Come si sono allenati Lucumi e Calafiori in settimana? Quali sono le differenze se gioca uno o l’altro?

«Non c’è concorrenza tra loro, possono giocare insieme e si completano. John è un ragazzo tecnico. Riccardo è diverso. Sono due giocatori che si allenano molto bene. Che entrino dal primo minuto o a partita iniziata sono entrambi essenziali, perché si allenano entrambi benissimo».

Nell’ultimo periodo hai visto Urbanski migliorato?

«Ha giocato molte volte in un ruolo che non è il suo. È un ragazzo che sente il gioco. Penso migliori perché il suo atteggiamento è migliorato ed è fantastico. Sa quello che può portare perché è molto convinto delle sue qualità. È un grande lavoratore e giorno dopo giorno si guadagna il rispetto dei compagni. Sembra non sentire mai il dolore, che a volte prende in allenamento. È un ragazzo che da tantissimo, quando gioca. Aveva una mentalità non molto positiva all’inizio, ma adesso si è guadagnato il rispetto da tutti».

A te vengono i brividi a veder giocare la tua squadra in questo modo?

«Vivo a pieno la situazione, perché sono molto emotivo. Io vivo tutto al 100%, sono umano. Quando i ragazzi fanno le cose fatte bene, mi diverto molto dall’esterno. La cosa che mi colpisce è la voglia e lo spirito che hanno. Durante la partita vivo tutto in modo forte».

Più bello il gol di Joshua con la Lazio o di Folorunsho contro la Juve?

«L’azione che finisce Joshua è un’altra cosa, lo preferisco».

Quanto inciderà il fattore affettivo nella scelta del tuo futuro lavorativo?

«Non sono solo un professionista, sono umano.
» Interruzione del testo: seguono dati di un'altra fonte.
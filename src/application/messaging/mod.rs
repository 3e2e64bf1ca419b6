//! Message handling - Classification and routing of inbound messages

pub mod parser;
pub mod router;

pub use parser::{MessageParser, Route};
pub use router::{MessageRouter, Outcome};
Penso sinceramente di non meritarmi tutto questo affetto, sono grato per quello che mi trasmettono. Tutte le decisioni che prendo le vivo a pieno».

Nel tuo calcio c’è ancora qualcosa di brasiliano e spagnolo?

«Sicuramente si. Qualcosa di brasiliano esiste ed esisterà sempre. Ho avuto una famiglia che mi ha cresciuto in un determinato modo in Brasile, fino ai 15 anni. Il periodo in Spagna è stata una parte importante della mia crescita, dove ho imparato tantissimo. Mi ha fatto bene perché ho conosciuto una cultura diversa, che mi ha fatto aprire la mente, non solo a livello calcistico».

Su Preziosi: «Sono molto grato a lui. Mi ha portato in Italia in un momento molto delicato della mia carriera, dopo gli interventi al ginocchio, per cui la mia carriera sembrava praticamente finita. Lui ha creduto in me nonostante questo, ha un istinto particolare».